Bring it up, then run waza pointed at it:

docker compose up -d
waza run ./evals/my-skill/eval.yaml \
  --otel-exporter otlp \
  --otel-endpoint localhost:4318

Spans appear in the collector’s stdout. Swap the debug exporter for otlphttp, jaeger, tempo, azuremonitor, or any other backend.

Stdout and file exporters

For quick inspection without a collector:

# Stream spans as JSON to stderr
waza run eval.yaml --otel-exporter stdout

# Write spans to a file (newline-delimited JSON)
waza run eval.yaml --otel-exporter file --otel-file traces.json

Payload redaction

By default waza strips prompt, tool-argument, tool-result, and completion content from spans — only the SHA-256 digest and byte length are recorded under per-slot keys so multiple redacted payloads on the same span (e.g. prompt + completion, or tool arguments + result) do not collide:

Slot	Hash key	Length key
Prompt	`waza.prompt.sha256`	`waza.prompt.length`
Completion	`waza.completion.sha256`	`waza.completion.length`
Tool arguments	`waza.tool.arguments.sha256`	`waza.tool.arguments.length`
Tool result	`waza.tool.result.sha256`	`waza.tool.result.length`

This keeps user prompts and tool outputs out of your trace backend.

To capture full payloads (e.g. for debugging in a private collector), pass:

waza run eval.yaml --otel-exporter otlp --otel-include-payloads

When enabled, the following attributes carry full content instead of the hash/length surrogates:

gen_ai.prompt — user/system prompt sent to the model
gen_ai.completion — model completion text
gen_ai.tool.arguments — JSON arguments passed to a tool
gen_ai.tool.result — tool execution output

Authentication and headers

Some collectors require API keys.
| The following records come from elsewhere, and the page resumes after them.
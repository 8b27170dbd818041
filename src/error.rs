//! Error types for the docshift library.
//!
//! Two distinct error types reflect two distinct failure modes:
//!
//! * [`ConversionError`] is **fatal**: the operation cannot produce a result
//!   (bad input, every strategy exhausted, required tools missing). Returned
//!   as `Err(ConversionError)` from the public [`crate::Converter`] methods.
//!
//! * [`FailureCause`] is **non-fatal**: one strategy in a chain failed (tool
//!   timed out, output rejected). Stored inside
//!   [`crate::model::StrategyOutcome`]; the chain moves on to the next
//!   strategy and the cause only reaches the caller as part of an
//!   exhaustion report.
//!
//! [`ProcessError`] is the narrower vocabulary of the process-runner
//! boundary; the chain executor folds it into a `FailureCause`.

use serde::{Deserialize, Serialize};
use std::path::PathBuf;
use std::time::Duration;
use thiserror::Error;
use tool_probe::Tool;

/// Stable, serialisable classification of a [`ConversionError`].
#[derive(Debug, Clone, Copy, PartialEq, Eq, Serialize, Deserialize)]
#[serde(rename_all = "snake_case")]
pub enum ErrorKind {
    /// Malformed input or parameters; retrying will not help.
    Validation,
    /// An external binary needed for the operation is not installed.
    ToolUnavailable,
    /// Every strategy in the chain failed.
    Exhausted,
    /// The caller cancelled the operation.
    Cancelled,
    /// Local I/O failure (scratch directory, output file, download).
    Io,
}

/// All fatal errors returned by the docshift library.
///
/// Per-strategy failures use [`FailureCause`] and are carried in
/// [`crate::model::StrategyOutcome`] rather than propagated here.
#[derive(Debug, Error)]
pub enum ConversionError {
    // ── Input errors ──────────────────────────────────────────────────────
    /// The request itself is invalid (empty input, bad password, wrong type).
    #[error("Invalid request: {0}")]
    Validation(String),

    /// Input file was not found at the given path.
    #[error("Input file not found: '{path}'\nCheck the path exists and is readable.")]
    FileNotFound { path: PathBuf },

    /// Process does not have read permission on the file.
    #[error("Permission denied reading '{path}'\nTry: chmod +r {path:?}")]
    PermissionDenied { path: PathBuf },

    /// HTTP URL was syntactically valid but download failed.
    #[error("Failed to download '{url}': {reason}\nCheck your internet connection.")]
    DownloadFailed { url: String, reason: String },

    /// Download exceeded the configured timeout.
    #[error("Download timed out after {secs}s for '{url}'\nIncrease --download-timeout.")]
    DownloadTimeout { url: String, secs: u64 },

    // ── Chain errors ──────────────────────────────────────────────────────
    /// Every strategy failed because the tools they need are not installed.
    #[error("{operation} needs tools that are not installed: {}.\n{}", display_tools(.missing), install_hints(.missing))]
    ToolUnavailable { operation: String, missing: Vec<Tool> },

    /// Every strategy was tried and none produced a valid result.
    #[error("{operation} failed after {attempts} attempt(s). Last error: {last_diagnostic}{}", hint_suffix(.hint))]
    Exhausted {
        operation: String,
        attempts: usize,
        last_diagnostic: String,
        last_cause: Option<FailureCause>,
        hint: Option<String>,
    },

    /// The caller's cancellation token fired.
    #[error("{operation} was cancelled")]
    Cancelled { operation: String },

    // ── I/O errors ────────────────────────────────────────────────────────
    /// The scratch directory could not be created or written.
    #[error("Scratch directory '{path}' is not usable: {source}\nSet DOCSHIFT_SCRATCH_DIR to a writable directory.")]
    Scratch {
        path: PathBuf,
        #[source]
        source: std::io::Error,
    },

    /// Could not create or write the output file.
    #[error("Failed to write output file '{path}': {source}")]
    OutputWriteFailed {
        path: PathBuf,
        #[source]
        source: std::io::Error,
    },

    // ── Config errors ─────────────────────────────────────────────────────
    /// Builder validation failed.
    #[error("Invalid configuration: {0}")]
    InvalidConfig(String),
}

impl ConversionError {
    /// Coarse classification for callers mapping errors to status codes.
    pub fn kind(&self) -> ErrorKind {
        match self {
            ConversionError::Validation(_)
            | ConversionError::FileNotFound { .. }
            | ConversionError::PermissionDenied { .. }
            | ConversionError::InvalidConfig(_) => ErrorKind::Validation,
            ConversionError::ToolUnavailable { .. } => ErrorKind::ToolUnavailable,
            ConversionError::Exhausted { .. } => ErrorKind::Exhausted,
            ConversionError::Cancelled { .. } => ErrorKind::Cancelled,
            ConversionError::DownloadFailed { .. }
            | ConversionError::DownloadTimeout { .. }
            | ConversionError::Scratch { .. }
            | ConversionError::OutputWriteFailed { .. } => ErrorKind::Io,
        }
    }

    pub(crate) fn validation(msg: impl Into<String>) -> Self {
        ConversionError::Validation(msg.into())
    }
}

fn display_tools(tools: &[Tool]) -> String {
    tools
        .iter()
        .map(|t| t.display_name())
        .collect::<Vec<_>>()
        .join(", ")
}

fn install_hints(tools: &[Tool]) -> String {
    let mut hints: Vec<String> = Vec::with_capacity(tools.len());
    for t in tools {
        let hint = format!("  • {} (or set {})", t.install_hint(), t.env_var());
        if !hints.contains(&hint) {
            hints.push(hint);
        }
    }
    hints.join("\n")
}

fn hint_suffix(hint: &Option<String>) -> String {
    match hint {
        Some(h) => format!("\nHint: {h}"),
        None => String::new(),
    }
}

/// Why a single strategy attempt failed.
///
/// Never returned on its own from the public API: the chain records it in a
/// [`crate::model::StrategyOutcome`] and continues.
#[derive(Debug, Clone, PartialEq, Eq, Error, Serialize, Deserialize)]
#[serde(tag = "cause", rename_all = "snake_case")]
pub enum FailureCause {
    /// The strategy's binary is not installed.
    #[error("{} is not installed", .tool.display_name())]
    ToolMissing {
        #[serde(with = "tool_serde")]
        tool: Tool,
    },

    /// The strategy exceeded its time budget.
    #[error("timed out after {secs}s")]
    Timeout { secs: u64 },

    /// The tool ran but reported an error.
    #[error("{detail}")]
    ToolError { detail: String },

    /// The tool exited cleanly but no output file appeared.
    #[error("no output produced")]
    NoOutput,

    /// Output was produced but failed size/signature checks.
    #[error("output rejected: {reason}")]
    InvalidOutput { reason: String },

    /// The remote conversion server failed or refused the job.
    #[error("remote conversion failed: {detail}")]
    RemoteError { detail: String },
}

mod tool_serde {
    use serde::{Deserialize, Deserializer, Serializer};
    use tool_probe::Tool;

    pub fn serialize<S: Serializer>(tool: &Tool, s: S) -> Result<S::Ok, S::Error> {
        s.serialize_str(tool.id())
    }

    pub fn deserialize<'de, D: Deserializer<'de>>(d: D) -> Result<Tool, D::Error> {
        let id = String::deserialize(d)?;
        Tool::ALL
            .into_iter()
            .find(|t| t.id() == id)
            .ok_or_else(|| serde::de::Error::custom(format!("unknown tool '{id}'")))
    }
}

/// Failures at the process-runner boundary.
#[derive(Debug, Error)]
pub enum ProcessError {
    /// The binary could not be spawned because it does not exist.
    #[error("{program}: command not found")]
    NotFound { program: String },

    /// The process outlived its timeout and was killed.
    #[error("{program} timed out after {}s", .timeout.as_secs())]
    Timeout { program: String, timeout: Duration },

    /// The process exited unsuccessfully.
    #[error("{program} exited with status {code:?}")]
    NonZeroExit {
        program: String,
        code: Option<i32>,
        stderr: String,
    },

    /// The caller's cancellation token fired while the process was running.
    #[error("{program} was cancelled")]
    Cancelled { program: String },

    /// Spawning or waiting failed for another reason.
    #[error("{program}: {source}")]
    Io {
        program: String,
        #[source]
        source: std::io::Error,
    },
}

#[cfg(test)]
mod tests {
    use super::*;

    #[test]
    fn tool_unavailable_names_every_tool() {
        let e = ConversionError::ToolUnavailable {
            operation: "PDF protection".into(),
            missing: vec![Tool::Qpdf, Tool::Pdftk],
        };
        let msg = e.to_string();
        assert!(msg.contains("qpdf"), "got: {msg}");
        assert!(msg.contains("pdftk"), "got: {msg}");
        assert!(msg.contains("DOCSHIFT_QPDF"), "got: {msg}");
        assert_eq!(e.kind(), ErrorKind::ToolUnavailable);
    }

    #[test]
    fn install_hints_are_listed_once() {
        let hints = install_hints(&[Tool::Qpdf, Tool::Pdftk, Tool::Qpdf]);
        assert_eq!(hints.lines().count(), 2, "got: {hints}");
        assert_eq!(hints.matches("DOCSHIFT_QPDF").count(), 1);
    }

    #[test]
    fn exhausted_display_with_hint() {
        let e = ConversionError::Exhausted {
            operation: "PDF → DOCX".into(),
            attempts: 4,
            last_diagnostic: "soffice exited with status Some(1)".into(),
            last_cause: None,
            hint: Some("PDF is password-protected; remove protection first".into()),
        };
        let msg = e.to_string();
        assert!(msg.contains("4 attempt(s)"), "got: {msg}");
        assert!(msg.contains("Hint: PDF is password-protected"), "got: {msg}");
    }

    #[test]
    fn exhausted_display_without_hint() {
        let e = ConversionError::Exhausted {
            operation: "PDF compression".into(),
            attempts: 2,
            last_diagnostic: "timed out after 120s".into(),
            last_cause: Some(FailureCause::Timeout { secs: 120 }),
            hint: None,
        };
        assert!(!e.to_string().contains("Hint"));
    }

    #[test]
    fn validation_kind() {
        assert_eq!(
            ConversionError::validation("empty input").kind(),
            ErrorKind::Validation
        );
    }

    #[test]
    fn failure_cause_serialises_tool_id() {
        let cause = FailureCause::ToolMissing { tool: Tool::Ghostscript };
        let json = serde_json::to_string(&cause).unwrap();
        assert_eq!(json, r#"{"cause":"tool_missing","tool":"gs"}"#);
        let back: FailureCause = serde_json::from_str(&json).unwrap();
        assert_eq!(back, cause);
    }
}
//! Public entry points: [`Converter::convert`], [`Converter::compress`],
//! [`Converter::protect`] and [`Converter::inspect`].
//!
//! One call is one request:
//!
//! ```text
//! validate ─▶ workspace ─▶ (classify) ─▶ chain ─▶ report ─▶ cleanup
//! ```
//!
//! Request validation runs before anything touches the filesystem or a
//! tool. The workspace is swept on every exit path, including errors.

use crate::config::EngineConfig;
use crate::error::ConversionError;
use crate::model::{
    ConversionRequest, DocumentProfile, Operation, Quality, SourceKind, StrategyOutcome, TargetFormat,
};
use crate::pipeline::chain::ChainExecutor;
use crate::pipeline::classify::{Classifier, LazyProfile};
use crate::pipeline::runner::{CancelToken, ProcessRunner, TokioProcessRunner};
use crate::pipeline::validate;
use crate::pipeline::workspace::Workspace;
use crate::report;
use crate::strategy::remote::RemoteClient;
use crate::strategy::{self, StrategyContext};
use serde::Serialize;
use std::path::Path;
use std::sync::Arc;
use std::time::Instant;
use tool_probe::{ResolvedTools, ToolStatus};
use tracing::{debug, info};

/// Result of a successful request, with the attempt history.
#[derive(Debug, Clone, Serialize)]
pub struct ConversionOutput {
    #[serde(skip)]
    pub bytes: Vec<u8>,
    /// Id of the strategy that produced `bytes`.
    pub strategy: String,
    /// Every attempt, in chain order; the last one is the winner.
    pub attempts: Vec<StrategyOutcome>,
    /// Compression only: the candidate was not smaller, so `bytes` is the input.
    pub unchanged: bool,
    pub input_bytes: usize,
    pub output_bytes: usize,
    pub elapsed_ms: u64,
    /// Present when the request needed one (compression, or a hint on failure).
    pub profile: Option<DocumentProfile>,
}

/// The conversion engine. Cheap to share behind an `Arc`; each call owns
/// its own workspace.
pub struct Converter {
    config: EngineConfig,
    tools: ResolvedTools,
    runner: Arc<dyn ProcessRunner>,
    remote: Option<RemoteClient>,
}

impl std::fmt::Debug for Converter {
    fn fmt(&self, f: &mut std::fmt::Formatter<'_>) -> std::fmt::Result {
        f.debug_struct("Converter")
            .field("config", &self.config)
            .field("tools", &self.tools)
            .field("remote", &self.remote.as_ref().map(|r| &r.config().base_url))
            .finish()
    }
}

impl Converter {
    /// Engine running real processes via `tokio::process`.
    pub fn new(config: EngineConfig) -> Result<Self, ConversionError> {
        let runner = Arc::new(TokioProcessRunner::new(config.max_tool_output_bytes));
        Self::with_runner(config, runner)
    }

    /// Engine with a custom [`ProcessRunner`] (sandboxing, tests).
    pub fn with_runner(config: EngineConfig, runner: Arc<dyn ProcessRunner>) -> Result<Self, ConversionError> {
        let remote = match config.remote.clone() {
            Some(remote) => Some(
                RemoteClient::new(remote)
                    .map_err(|e| ConversionError::InvalidConfig(format!("remote HTTP client: {e}")))?,
            ),
            None => None,
        };
        let tools = config.tools.resolve_all();
        Ok(Self {
            config,
            tools,
            runner,
            remote,
        })
    }

    pub fn config(&self) -> &EngineConfig {
        &self.config
    }

    /// Availability of every external tool, as resolved for this engine.
    pub fn tool_report(&self) -> Vec<ToolStatus> {
        self.config.tools.probe_all()
    }

    // ── Plain entry points ───────────────────────────────────────────────

    /// Office → PDF or PDF → DOCX/XLSX/PPTX.
    pub async fn convert(
        &self,
        bytes: impl Into<Vec<u8>>,
        source: SourceKind,
        target: TargetFormat,
    ) -> Result<Vec<u8>, ConversionError> {
        let name = format!("document.{}", source.default_extension());
        let request = ConversionRequest::convert(bytes, source, target, &name);
        Ok(self.run(&request, &CancelToken::new()).await?.bytes)
    }

    /// Shrink a PDF. Never returns something larger than the input.
    pub async fn compress(&self, bytes: impl Into<Vec<u8>>, quality: Quality) -> Result<Vec<u8>, ConversionError> {
        let request = ConversionRequest::compress(bytes, quality, "document.pdf");
        Ok(self.run(&request, &CancelToken::new()).await?.bytes)
    }

    /// Encrypt a PDF with `password` as both user and owner password.
    pub async fn protect(&self, bytes: impl Into<Vec<u8>>, password: &str) -> Result<Vec<u8>, ConversionError> {
        let request = ConversionRequest::protect(bytes, password, "document.pdf")?;
        Ok(self.run(&request, &CancelToken::new()).await?.bytes)
    }

    /// Classify a PDF without converting it.
    pub async fn inspect(&self, bytes: &[u8]) -> Result<DocumentProfile, ConversionError> {
        self.check_size(bytes)?;
        validate::check_input(bytes, SourceKind::Pdf).map_err(ConversionError::Validation)?;

        let ws = Workspace::create(&self.config.scratch_dir).await?;
        let result = self.classify_in(&ws, bytes).await;
        ws.close().await;
        result
    }

    async fn classify_in(&self, ws: &Workspace, bytes: &[u8]) -> Result<DocumentProfile, ConversionError> {
        let input = ws.write_input(bytes, "pdf").await?;
        let classifier = Classifier::new(self.runner.as_ref(), &self.tools, self.config.timeouts.classify);
        Ok(classifier.classify(&input, bytes, &CancelToken::new()).await)
    }

    // ── Detailed entry point ─────────────────────────────────────────────

    /// Run one request to completion or cancellation.
    pub async fn run(
        &self,
        request: &ConversionRequest,
        cancel: &CancelToken,
    ) -> Result<ConversionOutput, ConversionError> {
        let started = Instant::now();
        let operation = request.describe();
        info!(
            "Starting {}: '{}' ({} bytes)",
            operation,
            request.original_filename(),
            request.source_bytes().len()
        );

        self.validate_request(request)?;
        if cancel.is_cancelled() {
            return Err(ConversionError::Cancelled { operation });
        }

        let ws = Workspace::create(&self.config.scratch_dir).await?;
        let result = self.run_in(&ws, request, cancel).await;
        ws.close().await;

        let mut output = result?;
        output.elapsed_ms = started.elapsed().as_millis() as u64;
        info!(
            "{} done via {} in {}ms ({} → {} bytes{})",
            operation,
            output.strategy,
            output.elapsed_ms,
            output.input_bytes,
            output.output_bytes,
            if output.unchanged { ", unchanged" } else { "" }
        );
        Ok(output)
    }

    fn check_size(&self, bytes: &[u8]) -> Result<(), ConversionError> {
        if bytes.len() > self.config.max_input_bytes {
            return Err(ConversionError::validation(format!(
                "input is {} bytes, larger than the {}-byte limit",
                bytes.len(),
                self.config.max_input_bytes
            )));
        }
        Ok(())
    }

    /// Everything that can be rejected without running a tool.
    fn validate_request(&self, request: &ConversionRequest) -> Result<(), ConversionError> {
        self.check_size(request.source_bytes())?;
        validate::check_input(request.source_bytes(), request.source_kind()).map_err(ConversionError::Validation)?;
        // Unsupported (source, target) pairs fail here rather than after upload.
        strategy::chain_for(request, None, &self.config)?;
        Ok(())
    }

    async fn run_in(
        &self,
        ws: &Workspace,
        request: &ConversionRequest,
        cancel: &CancelToken,
    ) -> Result<ConversionOutput, ConversionError> {
        let source = request.source_bytes();
        let input = ws.write_input(source, request.input_extension()).await?;

        let classifier = Classifier::new(self.runner.as_ref(), &self.tools, self.config.timeouts.classify);
        let profile = LazyProfile::new();
        let classify = || classifier.classify(&input, source, cancel);

        // Compression branches on the profile before the chain starts.
        if matches!(request.operation(), Operation::Compress { .. }) {
            profile.get_or_classify(classify).await;
        }
        let strategies = strategy::chain_for(request, profile.get(), &self.config)?;
        debug!(
            "chain: {}",
            strategies.iter().map(|s| s.id).collect::<Vec<_>>().join(" → ")
        );

        let ctx = StrategyContext {
            request,
            workspace: ws,
            input: &input,
            tools: &self.tools,
        };
        let chain_report = ChainExecutor::new(self.runner.as_ref(), cancel)
            .with_remote(self.remote.as_ref())
            .with_progress(self.config.progress_callback.as_ref())
            .execute(&ctx, &strategies)
            .await;

        if report::wants_hint(&chain_report) && request.source_kind() == SourceKind::Pdf {
            profile.get_or_classify(classify).await;
        }
        let (winner, attempts) = report::finish(&request.describe(), chain_report, profile.get())?;

        let mut bytes = winner.bytes;
        let mut unchanged = false;
        if matches!(request.operation(), Operation::Compress { .. }) && bytes.len() >= source.len() {
            info!(
                "{} produced {} bytes from {}; keeping the original",
                winner.strategy_id,
                bytes.len(),
                source.len()
            );
            bytes = source.to_vec();
            unchanged = true;
        }

        Ok(ConversionOutput {
            input_bytes: source.len(),
            output_bytes: bytes.len(),
            bytes,
            strategy: winner.strategy_id.to_string(),
            attempts,
            unchanged,
            elapsed_ms: 0,
            profile: profile.get().cloned(),
        })
    }
}

/// Write `bytes` to `path` atomically (temp file in the same directory, then rename).
pub async fn write_output(path: impl AsRef<Path>, bytes: &[u8]) -> Result<(), ConversionError> {
    let path = path.as_ref();
    let write_err = |source| ConversionError::OutputWriteFailed {
        path: path.to_path_buf(),
        source,
    };

    if let Some(parent) = path.parent().filter(|p| !p.as_os_str().is_empty()) {
        tokio::fs::create_dir_all(parent).await.map_err(write_err)?;
    }

    let mut tmp_name = path.file_name().map(|n| n.to_os_string()).unwrap_or_default();
    tmp_name.push(".tmp");
    let tmp_path = path.with_file_name(tmp_name);

    tokio::fs::write(&tmp_path, bytes).await.map_err(write_err)?;
    if let Err(e) = tokio::fs::rename(&tmp_path, path).await {
        let _ = tokio::fs::remove_file(&tmp_path).await;
        return Err(write_err(e));
    }
    Ok(())
}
Use --otel-headers:

waza run eval.yaml \
  --otel-exporter otlp \
  --otel-endpoint https://collector.example.com \
  --otel-headers "x-api-key=$OTEL_API_KEY,x-team=skills"

Notes

The exporter is best-effort: failures to flush at shutdown log a warning but do not fail the run.
When --otel-exporter is unset, the OTel SDK is not initialized — there is zero overhead for users who do not opt in.
waza calls SetGlobal on the configured tracer provider so engines or libraries that look up the global provider (for trace ID propagation into the Copilot SDK or HTTP clients) attach to the same trace.